Così disse il vecchio. E tutti e tre quei lestofanti si misero a correre finché non giunsero alla quercia, ai piedi della quale trovarono circa otto staia, come loro parve, di fiorini d’oro tondi e freschi di conio. Allora non si curarono più di andare in cerca di ‘Morte’: ma tanto fu la loro gioia a quella vista, perché quei fiorini erano belli e luccicanti, che si sedettero davanti al prezioso tesoro.

soldi, monete d'oro, ricchezza

Il primo a parlare fu il più malvagio. «Fratelli, disse, — sentite quel che vi dico. È vero che mi piace scherzare e fare baccano, ma in fondo un po’ di testa ce l’ho anch’io. La sorte ha voluto inviarci questo tesoro per farci stare felici e contenti per tutta la vita, e allora questo denaro lo spenderemo spensieratamente così come spensieratamente lo abbiamo ricevuto. Stamattina, per Iddio immortale, chi di noi avrebbe mai immaginato di ottenere tanta grazia? Se solo si potesse portar via di qua quest’oro, in casa mia o in casa vostra, giacché ben sapete che è tutto nostro e allora saremmo davvero sistemati! Ma come si fa a portarlo via di giorno? Se ci vedessero ci prenderebbero per dei gran ladri, e per il nostro tesoro ci manderebbero alla forca. Perciò bisognerà portarlo via di notte, e con la più grande cautela e astuzia. lo proporrei, quindi, che si tirasse alla paglia più corta, per vedere a chi tocchi; e chi tira la corta, a cuor leggero, vada in fretta in città a comprare (senza dar nell’occhio) del pane e del vino per tutti. Gli altri due intanto resteranno ad far di guardia al tesoro, e se colui che va in città si sbrigherà presto, giunta la sera porteremo via il tesoro, d’amore e d’accordo, dove crederemo meglio».
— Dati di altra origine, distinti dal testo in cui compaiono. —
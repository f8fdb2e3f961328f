//! Arena-backed outline tree.
//!
//! Nodes are owned by the [`Outline`] and refer to their children by [`NodeId`].
//! There are no parent links; ancestry is always recomputed top-down.

use serde::ser::{Serialize, SerializeStruct, Serializer};

/// Handle of a node inside one [`Outline`].
#[derive(Debug, Clone, Copy, PartialEq, Eq, Hash, PartialOrd, Ord)]
pub struct NodeId(usize);

/// One node of the outline.
///
/// A node is *concrete* when it stands for a real heading (it has a label) and
/// *synthetic* when it only bridges a skipped level. Synthetic nodes carry the
/// index of the heading that caused them, for bookkeeping only.
#[derive(Debug, Clone, PartialEq, Eq)]
pub struct OutlineNode {
    /// Heading index; `None` only for the sentinel root.
    pub index: Option<usize>,
    pub level: u8,
    pub label: Option<String>,
    children: Vec<NodeId>,
}

impl OutlineNode {
    pub fn concrete(index: usize, level: u8, label: impl Into<String>) -> Self {
        Self {
            index: Some(index),
            level,
            label: Some(label.into()),
            children: Vec::new(),
        }
    }

    pub fn synthetic(index: usize, level: u8) -> Self {
        Self {
            index: Some(index),
            level,
            label: None,
            children: Vec::new(),
        }
    }

    fn root(level: u8) -> Self {
        Self {
            index: None,
            level,
            label: None,
            children: Vec::new(),
        }
    }

    pub fn is_concrete(&self) -> bool {
        self.label.is_some()
    }

    pub fn is_synthetic(&self) -> bool {
        self.label.is_none() && self.index.is_some()
    }

    pub fn children(&self) -> &[NodeId] {
        &self.children
    }
}

/// A nested outline rooted at a sentinel node.
///
/// The root carries no index and no label. Its level is the *base level*: the
/// level just above the shallowest headings, so those become its children.
#[derive(Debug, Clone, PartialEq, Eq)]
pub struct Outline {
    nodes: Vec<OutlineNode>,
}

impl Outline {
    pub fn new(base_level: u8) -> Self {
        Self {
            nodes: vec![OutlineNode::root(base_level)],
        }
    }

    pub fn root(&self) -> NodeId {
        NodeId(0)
    }

    pub fn base_level(&self) -> u8 {
        self.nodes[0].level
    }

    /// Returns the node for `id`.
    ///
    /// # Panics
    ///
    /// Panics if `id` was not produced by this outline.
    pub fn node(&self, id: NodeId) -> &OutlineNode {
        &self.nodes[id.0]
    }

    pub fn get(&self, id: NodeId) -> Option<&OutlineNode> {
        self.nodes.get(id.0)
    }

    pub fn children(&self, id: NodeId) -> &[NodeId] {
        self.node(id).children()
    }

    pub fn last_child(&self, id: NodeId) -> Option<NodeId> {
        self.node(id).children.last().copied()
    }

    /// Appends `node` as the last child of `parent` and returns its id.
    pub fn append(&mut self, parent: NodeId, node: OutlineNode) -> NodeId {
        let id = NodeId(self.nodes.len());
        self.nodes.push(node);
        self.nodes[parent.0].children.push(id);
        id
    }

    /// Number of nodes below the root, synthetic ones included.
    pub fn len(&self) -> usize {
        self.nodes.len() - 1
    }

    pub fn is_empty(&self) -> bool {
        self.nodes[0].children.is_empty()
    }

    /// All nodes below the root in document order, with their depth (1 = root child).
    pub fn preorder(&self) -> Preorder<'_> {
        let stack = self
            .children(self.root())
            .iter()
            .rev()
            .map(|&id| (1, id))
            .collect();
        Preorder {
            outline: self,
            stack,
        }
    }

    /// Indices of the concrete nodes in document order.
    pub fn concrete_indices(&self) -> Vec<usize> {
        self.preorder()
            .map(|(_, id)| self.node(id))
            .filter(|node| node.is_concrete())
            .filter_map(|node| node.index)
            .collect()
    }

    /// Locates the concrete node of heading `index`.
    pub fn find(&self, index: usize) -> Option<NodeId> {
        self.preorder().map(|(_, id)| id).find(|&id| {
            let node = self.node(id);
            node.is_concrete() && node.index == Some(index)
        })
    }
}

/// Pre-order iterator over an [`Outline`], see [`Outline::preorder`].
pub struct Preorder<'a> {
    outline: &'a Outline,
    stack: Vec<(usize, NodeId)>,
}

impl Iterator for Preorder<'_> {
    type Item = (usize, NodeId);

    fn next(&mut self) -> Option<Self::Item> {
        let (depth, id) = self.stack.pop()?;
        self.stack.extend(
            self.outline
                .children(id)
                .iter()
                .rev()
                .map(|&child| (depth + 1, child)),
        );
        Some((depth, id))
    }
}

struct NodeView<'a> {
    outline: &'a Outline,
    id: NodeId,
}

impl Serialize for NodeView<'_> {
    fn serialize<S: Serializer>(&self, serializer: S) -> Result<S::Ok, S::Error> {
        let node = self.outline.node(self.id);
        let children: Vec<NodeView<'_>> = node
            .children
            .iter()
            .map(|&id| NodeView {
                outline: self.outline,
                id,
            })
            .collect();

        let mut state = serializer.serialize_struct("OutlineNode", 4)?;
        state.serialize_field("index", &node.index)?;
        state.serialize_field("level", &node.level)?;
        state.serialize_field("label", &node.label)?;
        state.serialize_field("children", &children)?;
        state.end()
    }
}

/// Serializes as the nested tree, starting at the root.
impl Serialize for Outline {
    fn serialize<S: Serializer>(&self, serializer: S) -> Result<S::Ok, S::Error> {
        NodeView {
            outline: self,
            id: self.root(),
        }
        .serialize(serializer)
    }
}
Così dicendo strinse egli stesso nel pugno tre fili di paglia, e fece tirare agli altri due per vedere su chi cadeva la sorte. Toccò al più giovane, il quale partì subito alla volta della città.

Appena se ne fu andato, uno degli altri due rimasti disse all’altro: «Senti: tu hai giurato di essermi fratello, perciò io ti voglio spiegare il tuo vantaggio. Sai bene che il nostro compagno se n’è andato, e ci ha lasciati qui con tutto quest’oro, che dovrebbe essere diviso in tre parti: ma se io avessi trovato il modo di dividerlo, invece, fra noi due soli, non ti pare che ti avrei reso un servizio proprio da amico?»
L’altro rispose: «Non vedo come si possa fare. Lui sa benissimo che noi due abbiamo l’oro. Come faremo? Che cosa gli diremo?».
«Sai mantenere il segreto?» gli fece il primo furfante. «Se mi prometti di si, te lo dicò in poche parole quel che dobbiamo fare, e vedrai che tutto andrà bene.»
«Senza dubbio, te lo giuro,» disse l’altro «parola mia, non ti tradirò.»
«Dunque,» fece il primo «sai bene che noi siamo in due, e che in due si è più forti di uno… Ecco, appena lui si siederà, tu all’improvviso ti alzerai come per voler scherzare con lui; e mentre tu con lui per scherzo farai la lotta, io lo colpirò ai fianchi, e anche tu col tuo pugnale farai lo stesso… Allora, mio caro amico, tutto quest’oro ce lo spartiremo fra te e me, e finalmente potremo toglierci ogni sfizio, e darci al gioco fin che vorremo!»
Cosi, come avete sentito, quei due delinquenti si misero d’accordo per ammazzare il terzo.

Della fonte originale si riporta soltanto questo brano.